## What you are asked to do
Using the data below, show every line where the word "slug" occurs.

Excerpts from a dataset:
= Beginning of Section =
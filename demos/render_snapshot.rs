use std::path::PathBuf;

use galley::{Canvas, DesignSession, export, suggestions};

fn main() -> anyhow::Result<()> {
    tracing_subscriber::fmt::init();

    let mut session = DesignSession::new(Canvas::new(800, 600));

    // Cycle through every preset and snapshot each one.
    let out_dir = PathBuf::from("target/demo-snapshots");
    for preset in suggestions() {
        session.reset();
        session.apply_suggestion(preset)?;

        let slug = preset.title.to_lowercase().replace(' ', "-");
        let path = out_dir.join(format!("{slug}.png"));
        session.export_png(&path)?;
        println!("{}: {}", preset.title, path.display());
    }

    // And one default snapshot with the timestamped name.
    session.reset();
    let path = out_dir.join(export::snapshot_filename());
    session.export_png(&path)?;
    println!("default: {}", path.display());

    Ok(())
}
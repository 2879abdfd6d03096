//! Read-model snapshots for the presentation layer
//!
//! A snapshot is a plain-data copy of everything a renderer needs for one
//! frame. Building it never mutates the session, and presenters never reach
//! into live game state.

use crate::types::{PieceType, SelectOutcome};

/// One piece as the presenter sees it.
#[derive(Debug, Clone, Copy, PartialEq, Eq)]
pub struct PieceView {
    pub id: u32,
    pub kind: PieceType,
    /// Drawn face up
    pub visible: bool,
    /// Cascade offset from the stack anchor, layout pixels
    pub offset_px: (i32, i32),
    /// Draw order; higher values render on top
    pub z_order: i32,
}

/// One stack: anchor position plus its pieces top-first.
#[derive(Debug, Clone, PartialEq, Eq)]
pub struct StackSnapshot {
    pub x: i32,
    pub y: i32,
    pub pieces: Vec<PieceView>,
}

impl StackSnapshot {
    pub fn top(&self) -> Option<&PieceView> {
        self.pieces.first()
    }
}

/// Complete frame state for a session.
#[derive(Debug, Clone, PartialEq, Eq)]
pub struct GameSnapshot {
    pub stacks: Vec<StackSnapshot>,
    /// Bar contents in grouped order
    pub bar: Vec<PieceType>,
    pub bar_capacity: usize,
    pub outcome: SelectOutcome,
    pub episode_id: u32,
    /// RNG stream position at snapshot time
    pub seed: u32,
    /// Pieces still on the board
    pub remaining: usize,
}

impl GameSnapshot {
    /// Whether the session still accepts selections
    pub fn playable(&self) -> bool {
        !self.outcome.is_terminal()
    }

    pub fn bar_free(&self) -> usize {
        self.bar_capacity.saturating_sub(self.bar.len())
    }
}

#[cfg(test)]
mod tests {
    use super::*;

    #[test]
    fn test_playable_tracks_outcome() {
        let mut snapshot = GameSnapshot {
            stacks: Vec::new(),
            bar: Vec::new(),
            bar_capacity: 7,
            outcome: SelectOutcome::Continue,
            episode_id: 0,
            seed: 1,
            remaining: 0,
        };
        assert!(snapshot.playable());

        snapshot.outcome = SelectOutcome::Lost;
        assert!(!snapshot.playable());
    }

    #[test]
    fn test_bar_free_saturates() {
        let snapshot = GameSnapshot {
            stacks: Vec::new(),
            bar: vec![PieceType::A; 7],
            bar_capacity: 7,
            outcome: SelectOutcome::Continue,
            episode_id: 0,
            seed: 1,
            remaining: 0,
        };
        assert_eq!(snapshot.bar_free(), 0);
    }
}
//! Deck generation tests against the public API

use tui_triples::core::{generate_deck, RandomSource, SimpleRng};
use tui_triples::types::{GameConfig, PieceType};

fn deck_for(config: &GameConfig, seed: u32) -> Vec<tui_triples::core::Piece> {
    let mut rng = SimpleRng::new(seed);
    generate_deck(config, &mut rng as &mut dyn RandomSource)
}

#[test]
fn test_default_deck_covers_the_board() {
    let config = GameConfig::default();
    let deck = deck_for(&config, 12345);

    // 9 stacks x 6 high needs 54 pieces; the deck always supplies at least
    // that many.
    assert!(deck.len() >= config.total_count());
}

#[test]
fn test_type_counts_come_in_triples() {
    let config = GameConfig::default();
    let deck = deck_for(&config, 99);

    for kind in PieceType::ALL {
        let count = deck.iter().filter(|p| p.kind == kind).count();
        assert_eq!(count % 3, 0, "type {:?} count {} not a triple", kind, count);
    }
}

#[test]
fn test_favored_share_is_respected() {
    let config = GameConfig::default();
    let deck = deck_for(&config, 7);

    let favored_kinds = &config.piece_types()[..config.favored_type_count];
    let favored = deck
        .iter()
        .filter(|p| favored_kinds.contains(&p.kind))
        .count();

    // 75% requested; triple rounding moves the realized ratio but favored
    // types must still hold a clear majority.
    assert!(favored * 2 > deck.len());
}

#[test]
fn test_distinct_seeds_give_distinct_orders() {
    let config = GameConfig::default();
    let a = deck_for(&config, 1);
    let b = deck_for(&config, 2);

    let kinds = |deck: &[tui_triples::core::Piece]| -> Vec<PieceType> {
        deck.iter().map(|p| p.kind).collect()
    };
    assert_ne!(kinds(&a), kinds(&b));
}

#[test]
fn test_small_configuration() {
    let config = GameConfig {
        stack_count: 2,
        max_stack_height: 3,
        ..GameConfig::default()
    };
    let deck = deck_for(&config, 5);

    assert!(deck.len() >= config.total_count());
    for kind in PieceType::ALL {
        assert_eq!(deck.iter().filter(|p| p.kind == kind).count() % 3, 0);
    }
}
= End of Section =
= Beginning of Section =
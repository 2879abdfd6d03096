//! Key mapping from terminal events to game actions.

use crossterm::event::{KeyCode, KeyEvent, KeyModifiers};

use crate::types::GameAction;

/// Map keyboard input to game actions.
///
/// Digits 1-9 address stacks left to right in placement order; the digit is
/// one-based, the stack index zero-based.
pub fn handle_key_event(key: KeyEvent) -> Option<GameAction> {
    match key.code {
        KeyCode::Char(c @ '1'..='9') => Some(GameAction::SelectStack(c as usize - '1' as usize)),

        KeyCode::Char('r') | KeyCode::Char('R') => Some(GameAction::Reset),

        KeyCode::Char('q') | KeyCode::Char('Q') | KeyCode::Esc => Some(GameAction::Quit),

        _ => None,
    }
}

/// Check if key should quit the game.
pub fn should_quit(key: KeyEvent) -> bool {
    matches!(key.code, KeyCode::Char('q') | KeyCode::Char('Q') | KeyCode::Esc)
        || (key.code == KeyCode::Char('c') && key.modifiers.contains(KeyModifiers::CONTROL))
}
= End of Section =
= Beginning of Section =
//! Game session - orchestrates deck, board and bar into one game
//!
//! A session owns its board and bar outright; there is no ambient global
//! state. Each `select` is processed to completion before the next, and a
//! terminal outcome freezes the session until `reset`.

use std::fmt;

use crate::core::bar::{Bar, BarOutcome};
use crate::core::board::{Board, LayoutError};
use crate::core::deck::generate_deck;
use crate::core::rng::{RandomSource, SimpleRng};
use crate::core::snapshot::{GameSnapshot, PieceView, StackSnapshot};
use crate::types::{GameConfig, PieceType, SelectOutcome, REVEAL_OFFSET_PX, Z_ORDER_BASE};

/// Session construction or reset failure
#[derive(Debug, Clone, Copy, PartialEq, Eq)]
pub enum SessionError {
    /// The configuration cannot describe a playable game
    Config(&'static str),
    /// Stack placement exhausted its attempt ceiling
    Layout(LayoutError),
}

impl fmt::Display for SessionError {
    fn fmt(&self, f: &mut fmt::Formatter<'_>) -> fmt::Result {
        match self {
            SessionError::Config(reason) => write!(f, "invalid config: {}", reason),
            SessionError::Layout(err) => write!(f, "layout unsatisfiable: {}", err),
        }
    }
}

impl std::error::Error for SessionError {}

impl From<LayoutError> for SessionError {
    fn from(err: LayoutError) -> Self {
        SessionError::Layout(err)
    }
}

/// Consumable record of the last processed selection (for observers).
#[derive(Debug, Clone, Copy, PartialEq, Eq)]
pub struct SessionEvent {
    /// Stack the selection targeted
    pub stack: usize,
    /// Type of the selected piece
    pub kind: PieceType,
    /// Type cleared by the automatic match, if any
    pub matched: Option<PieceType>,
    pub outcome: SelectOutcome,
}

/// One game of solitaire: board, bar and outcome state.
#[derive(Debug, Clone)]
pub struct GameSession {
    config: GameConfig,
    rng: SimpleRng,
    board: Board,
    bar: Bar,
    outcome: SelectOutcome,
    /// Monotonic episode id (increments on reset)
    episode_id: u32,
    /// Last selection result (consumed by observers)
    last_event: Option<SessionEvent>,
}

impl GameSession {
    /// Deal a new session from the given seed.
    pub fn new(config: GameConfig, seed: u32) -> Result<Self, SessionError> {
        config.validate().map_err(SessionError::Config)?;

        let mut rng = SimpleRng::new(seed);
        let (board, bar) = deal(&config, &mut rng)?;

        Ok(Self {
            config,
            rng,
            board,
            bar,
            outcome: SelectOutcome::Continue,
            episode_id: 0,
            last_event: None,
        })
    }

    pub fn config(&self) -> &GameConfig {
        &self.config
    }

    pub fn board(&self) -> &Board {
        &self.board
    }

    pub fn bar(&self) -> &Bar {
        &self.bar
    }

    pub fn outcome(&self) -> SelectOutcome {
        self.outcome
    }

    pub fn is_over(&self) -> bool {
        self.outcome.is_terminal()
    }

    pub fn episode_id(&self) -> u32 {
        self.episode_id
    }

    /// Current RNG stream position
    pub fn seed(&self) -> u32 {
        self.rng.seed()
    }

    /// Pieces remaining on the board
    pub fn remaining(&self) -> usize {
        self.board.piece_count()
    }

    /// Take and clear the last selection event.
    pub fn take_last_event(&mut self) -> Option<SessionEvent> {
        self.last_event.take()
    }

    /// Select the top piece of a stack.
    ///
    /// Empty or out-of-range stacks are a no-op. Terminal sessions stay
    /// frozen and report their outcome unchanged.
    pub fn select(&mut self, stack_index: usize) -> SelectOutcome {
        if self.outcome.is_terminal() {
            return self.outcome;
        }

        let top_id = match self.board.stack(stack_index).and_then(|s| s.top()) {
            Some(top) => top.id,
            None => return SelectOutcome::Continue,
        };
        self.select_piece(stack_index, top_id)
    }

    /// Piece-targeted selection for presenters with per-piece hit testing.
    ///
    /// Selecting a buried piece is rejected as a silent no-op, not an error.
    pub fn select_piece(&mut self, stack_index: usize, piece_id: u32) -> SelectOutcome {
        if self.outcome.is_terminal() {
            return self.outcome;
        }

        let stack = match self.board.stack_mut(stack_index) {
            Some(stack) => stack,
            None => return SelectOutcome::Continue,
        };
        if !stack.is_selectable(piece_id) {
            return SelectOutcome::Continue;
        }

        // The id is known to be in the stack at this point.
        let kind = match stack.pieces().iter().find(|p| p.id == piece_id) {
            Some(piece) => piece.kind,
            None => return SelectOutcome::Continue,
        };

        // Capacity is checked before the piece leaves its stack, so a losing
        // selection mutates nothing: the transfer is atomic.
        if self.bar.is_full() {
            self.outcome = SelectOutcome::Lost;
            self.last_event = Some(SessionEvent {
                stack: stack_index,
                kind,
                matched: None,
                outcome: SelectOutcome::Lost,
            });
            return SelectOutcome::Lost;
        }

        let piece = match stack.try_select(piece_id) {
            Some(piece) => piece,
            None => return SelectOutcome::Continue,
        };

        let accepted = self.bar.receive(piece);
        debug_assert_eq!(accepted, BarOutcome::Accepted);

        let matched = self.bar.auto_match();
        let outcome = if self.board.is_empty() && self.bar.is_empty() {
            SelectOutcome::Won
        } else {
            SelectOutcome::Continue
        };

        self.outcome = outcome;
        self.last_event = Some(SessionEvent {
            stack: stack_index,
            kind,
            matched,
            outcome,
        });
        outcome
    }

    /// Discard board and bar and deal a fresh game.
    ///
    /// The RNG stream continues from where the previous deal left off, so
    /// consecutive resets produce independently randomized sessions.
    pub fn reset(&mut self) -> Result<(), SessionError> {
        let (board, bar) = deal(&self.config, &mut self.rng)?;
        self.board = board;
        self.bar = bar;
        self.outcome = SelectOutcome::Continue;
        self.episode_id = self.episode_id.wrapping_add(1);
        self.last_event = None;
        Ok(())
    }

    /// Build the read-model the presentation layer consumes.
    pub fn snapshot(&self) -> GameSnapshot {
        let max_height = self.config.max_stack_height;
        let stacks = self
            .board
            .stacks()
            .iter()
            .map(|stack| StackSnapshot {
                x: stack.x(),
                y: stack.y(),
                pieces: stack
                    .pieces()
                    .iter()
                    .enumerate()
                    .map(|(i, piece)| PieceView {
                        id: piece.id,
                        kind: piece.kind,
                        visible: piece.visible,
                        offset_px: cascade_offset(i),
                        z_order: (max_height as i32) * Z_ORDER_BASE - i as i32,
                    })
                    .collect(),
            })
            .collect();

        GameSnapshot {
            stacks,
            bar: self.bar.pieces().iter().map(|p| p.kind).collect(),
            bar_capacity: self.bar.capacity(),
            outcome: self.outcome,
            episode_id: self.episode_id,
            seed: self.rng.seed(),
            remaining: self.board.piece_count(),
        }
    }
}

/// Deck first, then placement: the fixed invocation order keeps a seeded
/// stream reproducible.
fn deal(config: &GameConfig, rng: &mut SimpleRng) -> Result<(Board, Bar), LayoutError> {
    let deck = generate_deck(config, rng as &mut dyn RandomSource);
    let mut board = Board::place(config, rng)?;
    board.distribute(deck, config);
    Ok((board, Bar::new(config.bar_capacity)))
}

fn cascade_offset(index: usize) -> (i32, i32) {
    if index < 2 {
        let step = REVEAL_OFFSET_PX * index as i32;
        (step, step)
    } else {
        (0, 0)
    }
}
= End of Section =
## Answer box
        let slug = preset.title.to_lowercase().replace(' ', "-");
        let path = out_dir.join(format!("{slug}.png"));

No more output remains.